**EXERCISE AIM:** Using the data below, determine the number of lines that include the string "impl". Write only that number.

[Records drawn from a dataset]
------------------------------------------------

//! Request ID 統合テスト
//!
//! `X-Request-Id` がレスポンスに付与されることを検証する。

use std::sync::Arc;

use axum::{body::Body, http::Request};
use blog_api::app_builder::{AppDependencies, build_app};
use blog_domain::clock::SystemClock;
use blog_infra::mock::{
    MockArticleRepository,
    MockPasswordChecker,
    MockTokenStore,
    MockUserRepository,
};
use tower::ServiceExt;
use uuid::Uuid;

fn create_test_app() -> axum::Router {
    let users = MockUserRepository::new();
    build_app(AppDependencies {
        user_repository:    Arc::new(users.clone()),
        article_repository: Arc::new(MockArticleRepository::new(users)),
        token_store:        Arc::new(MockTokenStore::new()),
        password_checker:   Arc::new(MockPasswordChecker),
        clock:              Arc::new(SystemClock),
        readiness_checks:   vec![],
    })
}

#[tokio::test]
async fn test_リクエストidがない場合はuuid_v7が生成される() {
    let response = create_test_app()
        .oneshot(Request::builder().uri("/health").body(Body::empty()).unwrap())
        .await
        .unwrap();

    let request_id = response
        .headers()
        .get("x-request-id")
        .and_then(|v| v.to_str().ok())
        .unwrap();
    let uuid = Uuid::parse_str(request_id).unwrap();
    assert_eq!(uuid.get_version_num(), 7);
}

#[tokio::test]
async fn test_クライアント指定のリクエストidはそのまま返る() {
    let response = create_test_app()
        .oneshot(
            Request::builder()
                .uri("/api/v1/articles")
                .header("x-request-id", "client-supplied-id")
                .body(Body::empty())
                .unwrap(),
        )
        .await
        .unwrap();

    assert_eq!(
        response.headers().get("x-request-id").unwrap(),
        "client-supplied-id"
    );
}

------------------------------------------------

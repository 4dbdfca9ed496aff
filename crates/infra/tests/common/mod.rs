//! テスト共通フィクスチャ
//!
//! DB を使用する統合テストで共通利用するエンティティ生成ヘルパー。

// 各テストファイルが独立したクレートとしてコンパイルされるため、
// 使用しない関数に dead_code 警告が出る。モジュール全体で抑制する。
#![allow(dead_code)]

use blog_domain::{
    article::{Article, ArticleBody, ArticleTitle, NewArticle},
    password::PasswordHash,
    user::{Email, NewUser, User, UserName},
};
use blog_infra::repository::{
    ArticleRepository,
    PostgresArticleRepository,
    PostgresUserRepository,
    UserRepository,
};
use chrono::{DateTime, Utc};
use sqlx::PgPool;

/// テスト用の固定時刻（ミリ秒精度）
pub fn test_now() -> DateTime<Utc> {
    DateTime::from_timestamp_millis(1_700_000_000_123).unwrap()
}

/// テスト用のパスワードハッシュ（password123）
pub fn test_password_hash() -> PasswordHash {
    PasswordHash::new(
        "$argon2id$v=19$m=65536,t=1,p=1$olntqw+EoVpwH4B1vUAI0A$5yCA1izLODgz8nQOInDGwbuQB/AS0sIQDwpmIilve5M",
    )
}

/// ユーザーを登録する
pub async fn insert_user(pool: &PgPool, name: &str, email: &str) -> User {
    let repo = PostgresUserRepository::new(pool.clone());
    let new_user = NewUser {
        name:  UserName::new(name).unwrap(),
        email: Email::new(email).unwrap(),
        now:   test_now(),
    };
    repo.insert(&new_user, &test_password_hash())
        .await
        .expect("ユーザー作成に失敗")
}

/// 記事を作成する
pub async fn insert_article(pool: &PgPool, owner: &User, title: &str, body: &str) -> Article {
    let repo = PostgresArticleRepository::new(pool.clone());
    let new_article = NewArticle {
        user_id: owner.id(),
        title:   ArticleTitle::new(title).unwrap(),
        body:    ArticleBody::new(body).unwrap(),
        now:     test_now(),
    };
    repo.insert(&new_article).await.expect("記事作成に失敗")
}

------------------------------------------------

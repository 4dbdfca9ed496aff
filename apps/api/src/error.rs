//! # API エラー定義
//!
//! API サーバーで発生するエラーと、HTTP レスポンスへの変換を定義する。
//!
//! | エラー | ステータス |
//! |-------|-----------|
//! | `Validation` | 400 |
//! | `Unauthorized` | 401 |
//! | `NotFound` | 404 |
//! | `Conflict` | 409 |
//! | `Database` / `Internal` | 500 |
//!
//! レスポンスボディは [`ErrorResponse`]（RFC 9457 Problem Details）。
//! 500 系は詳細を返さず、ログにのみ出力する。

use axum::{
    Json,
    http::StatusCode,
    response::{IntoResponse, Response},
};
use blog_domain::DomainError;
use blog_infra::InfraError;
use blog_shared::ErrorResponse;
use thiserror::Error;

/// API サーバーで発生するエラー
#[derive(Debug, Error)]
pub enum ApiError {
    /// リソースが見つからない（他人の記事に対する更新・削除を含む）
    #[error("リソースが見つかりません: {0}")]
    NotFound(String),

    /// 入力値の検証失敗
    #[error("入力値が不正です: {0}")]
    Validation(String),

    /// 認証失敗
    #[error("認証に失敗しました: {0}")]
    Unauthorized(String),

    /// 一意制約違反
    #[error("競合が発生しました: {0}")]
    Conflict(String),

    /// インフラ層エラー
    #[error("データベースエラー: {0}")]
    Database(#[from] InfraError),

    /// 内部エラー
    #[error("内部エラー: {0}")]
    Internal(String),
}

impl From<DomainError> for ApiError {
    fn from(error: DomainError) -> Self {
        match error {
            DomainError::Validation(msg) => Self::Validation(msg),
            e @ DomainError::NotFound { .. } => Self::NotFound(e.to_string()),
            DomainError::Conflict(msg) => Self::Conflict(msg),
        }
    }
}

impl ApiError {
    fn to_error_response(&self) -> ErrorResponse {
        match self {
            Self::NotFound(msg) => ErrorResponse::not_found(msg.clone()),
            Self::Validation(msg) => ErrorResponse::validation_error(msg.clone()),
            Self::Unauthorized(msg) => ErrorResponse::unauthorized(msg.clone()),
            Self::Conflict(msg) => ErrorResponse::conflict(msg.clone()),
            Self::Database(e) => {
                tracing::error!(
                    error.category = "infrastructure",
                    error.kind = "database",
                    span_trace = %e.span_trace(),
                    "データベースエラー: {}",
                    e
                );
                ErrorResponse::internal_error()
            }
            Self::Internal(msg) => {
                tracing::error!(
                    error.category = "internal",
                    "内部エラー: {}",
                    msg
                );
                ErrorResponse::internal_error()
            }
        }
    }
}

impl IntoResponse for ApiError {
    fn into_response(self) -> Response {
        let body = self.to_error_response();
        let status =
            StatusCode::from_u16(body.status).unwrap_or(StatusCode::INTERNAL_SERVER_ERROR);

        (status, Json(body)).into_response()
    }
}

------------------------------------------------

**COMPLETED TASK:** 3